It was as if Fiona was reaching for my shoulder. She was walking down the Broadway Market, calling, coming towards me, not walking away. And the shoppers turned round and called me too, and there
in the middle was Miko, tall as a door, shouting,
Wait, wait, Holly Hogan. Wait
.

And so the wig that had reminded Fiona of a bad, sick time was washed far away into the white water. Maybe it floated out to the open ocean and it’s travelling the seven seas. Or maybe it sank and drifted to the bottom and fishes are swimming through those ash-blonde strands and it’s crusted over with shells. Or maybe it reached Ireland. Maybe it washed up on the beach with the wood and the seaweed and it’s rocking there on the sand with the tides. And a seagull has plucked out its hairs for her nest and plump feathery baby birds are keeping it warm and dry.

I don’t know.

But Solace was gone, and Holly Hogan, aged fifteen years and one day, was back.

Forty-seven
Thule

I turned away from the railing of the boat and padded down the deck in my bare feet. I forgot to put my trainers back on. To the front, the indistinct horizon had unfurled into rocks and hills and fields, dabs of pink and grey. Rosslare Harbour appeared. There was a green hill with cows walking over it and the water was blue and there was a ribbon of road, skirting the cliff, shining, and it was Ireland, lit soft as a dream.

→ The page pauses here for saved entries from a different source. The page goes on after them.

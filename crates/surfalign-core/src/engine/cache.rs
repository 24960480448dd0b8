use crate::core::io::loader::{self, LoadError};
use crate::core::models::molecule::Molecule;
use crate::core::models::template::MoleculeTemplate;
use std::collections::HashMap;
use std::path::{Path, PathBuf};
use std::sync::Arc;
use tracing::trace;

pub const DEFAULT_CACHE_CAPACITY: usize = 16;

/// Identifies a point set by the pair of files it was loaded from.
#[derive(Debug, Clone, PartialEq, Eq, Hash)]
pub struct SourceKey {
    pub geometry: PathBuf,
    pub features: PathBuf,
}

impl SourceKey {
    /// Paths are canonicalized when they exist so that different spellings of
    /// the same file share an entry.
    pub fn new(geometry: &Path, features: &Path) -> Self {
        Self {
            geometry: canonical(geometry),
            features: canonical(features),
        }
    }
}

fn canonical(path: &Path) -> PathBuf {
    path.canonicalize().unwrap_or_else(|_| path.to_path_buf())
}

/// Fixed-capacity least-recently-used cache of loaded point sets.
#[derive(Debug)]
pub struct SourceCache<V> {
    capacity: usize,
    clock: u64,
    entries: HashMap<SourceKey, (Arc<V>, u64)>,
}

impl<V> SourceCache<V> {
    pub fn new(capacity: usize) -> Self {
        let capacity = capacity.max(1);
        Self {
            capacity,
            clock: 0,
            entries: HashMap::with_capacity(capacity),
        }
    }

    pub fn capacity(&self) -> usize {
        self.capacity
    }

    pub fn len(&self) -> usize {
        self.entries.len()
    }

    pub fn is_empty(&self) -> bool {
        self.entries.is_empty()
    }

    pub fn contains(&self, key: &SourceKey) -> bool {
        self.entries.contains_key(key)
    }

    fn tick(&mut self) -> u64 {
        self.clock += 1;
        self.clock
    }

    pub fn get(&mut self, key: &SourceKey) -> Option<Arc<V>> {
        let now = self.tick();
        self.entries.get_mut(key).map(|(value, last_used)| {
            *last_used = now;
            Arc::clone(value)
        })
    }

    pub fn insert(&mut self, key: SourceKey, value: V) -> Arc<V> {
        if !self.entries.contains_key(&key) && self.entries.len() >= self.capacity {
            self.evict_least_recent();
        }
        let now = self.tick();
        let value = Arc::new(value);
        self.entries.insert(key, (Arc::clone(&value), now));
        value
    }

    pub fn get_or_try_load<E>(
        &mut self,
        key: SourceKey,
        load: impl FnOnce() -> Result<V, E>,
    ) -> Result<Arc<V>, E> {
        if let Some(hit) = self.get(&key) {
            trace!(geometry = %key.geometry.display(), "Cache hit");
            return Ok(hit);
        }
        trace!(geometry = %key.geometry.display(), "Cache miss");
        let value = load()?;
        Ok(self.insert(key, value))
    }

    pub fn clear(&mut self) {
        self.entries.clear();
    }

    fn evict_least_recent(&mut self) {
        let oldest = self
            .entries
            .iter()
            .min_by_key(|(_, (_, last_used))| *last_used)
            .map(|(key, _)| key.clone());
        if let Some(key) = oldest {
            trace!(geometry = %key.geometry.display(), "Evicting cache entry");
            self.entries.remove(&key);
        }
    }
}

/// Loaded molecules and templates, keyed by their source files.
#[derive(Debug)]
pub struct MoleculeCache {
    molecules: SourceCache<Molecule>,
    templates: SourceCache<MoleculeTemplate>,
}

impl Default for MoleculeCache {
    fn default() -> Self {
        Self::new(DEFAULT_CACHE_CAPACITY)
    }
}

impl MoleculeCache {
    pub fn new(capacity: usize) -> Self {
        Self {
            molecules: SourceCache::new(capacity),
            templates: SourceCache::new(capacity),
        }
    }

    pub fn molecule(
        &mut self,
        geometry: &Path,
        features: &Path,
    ) -> Result<Arc<Molecule>, LoadError> {
        self.molecules
            .get_or_try_load(SourceKey::new(geometry, features), || {
                loader::load_molecule(geometry, features)
            })
    }

    pub fn template(
        &mut self,
        geometry: &Path,
        features: &Path,
    ) -> Result<Arc<MoleculeTemplate>, LoadError> {
        self.templates
            .get_or_try_load(SourceKey::new(geometry, features), || {
                loader::load_template(geometry, features)
            })
    }

    pub fn molecules(&self) -> &SourceCache<Molecule> {
        &self.molecules
    }

    pub fn templates(&self) -> &SourceCache<MoleculeTemplate> {
        &self.templates
    }
}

But I didn’t join the queue to disembark. I didn’t go down to the hold to find a ride. I stood on the deck, looking at the dock and the people and the cars. I breathed the Irish air.

Then I turned from the railing and found the purser’s office, where a uniformed man and woman were chatting. I went in and told how I was a stowaway and they laughed like I was making it up. But I didn’t laugh back. I couldn’t even speak. Then they saw I didn’t have any shoes and I must have looked wild and filthy, because they stopped laughing. The man asked who I was and where was my mum. I said my name,
Holly Hogan, and my age, fifteen and one day, and then how I had no mum and how Fiona and Ray were fostering me at 22 Mercutia Road, London.

They said for me to stay on board and sat me in a room with a tiny porthole. The woman brought me a Coke and fish and chips and I gobbled them down. Then I had to go to the bathroom to throw them up again. They sailed me back to Britain and I never even set a toe on Irish soil. I was like the Roman guy who sailed past Thule and didn’t have time to stop. And maybe I was sad or maybe not, because one day I’d sail there again.

They took me back through Wales and England in a car. I don’t remember much of the ride. I looked out the window but we went by motorway and there wasn’t much to see, so I fell asleep.

Forty-eight
Road Dust

They didn’t send me to the secure unit. Instead they took me to a hospital on a hill in south London for people who have mental problems. And when I saw the sign I nearly did go mental, but a nurse came and said how it would be OK because I’d only be there a short time and being there didn’t mean you were mad and I didn’t have to worry about syringes or strait-jackets, and the other people in my ward were just like me, tired and unhappy and needing to talk things over.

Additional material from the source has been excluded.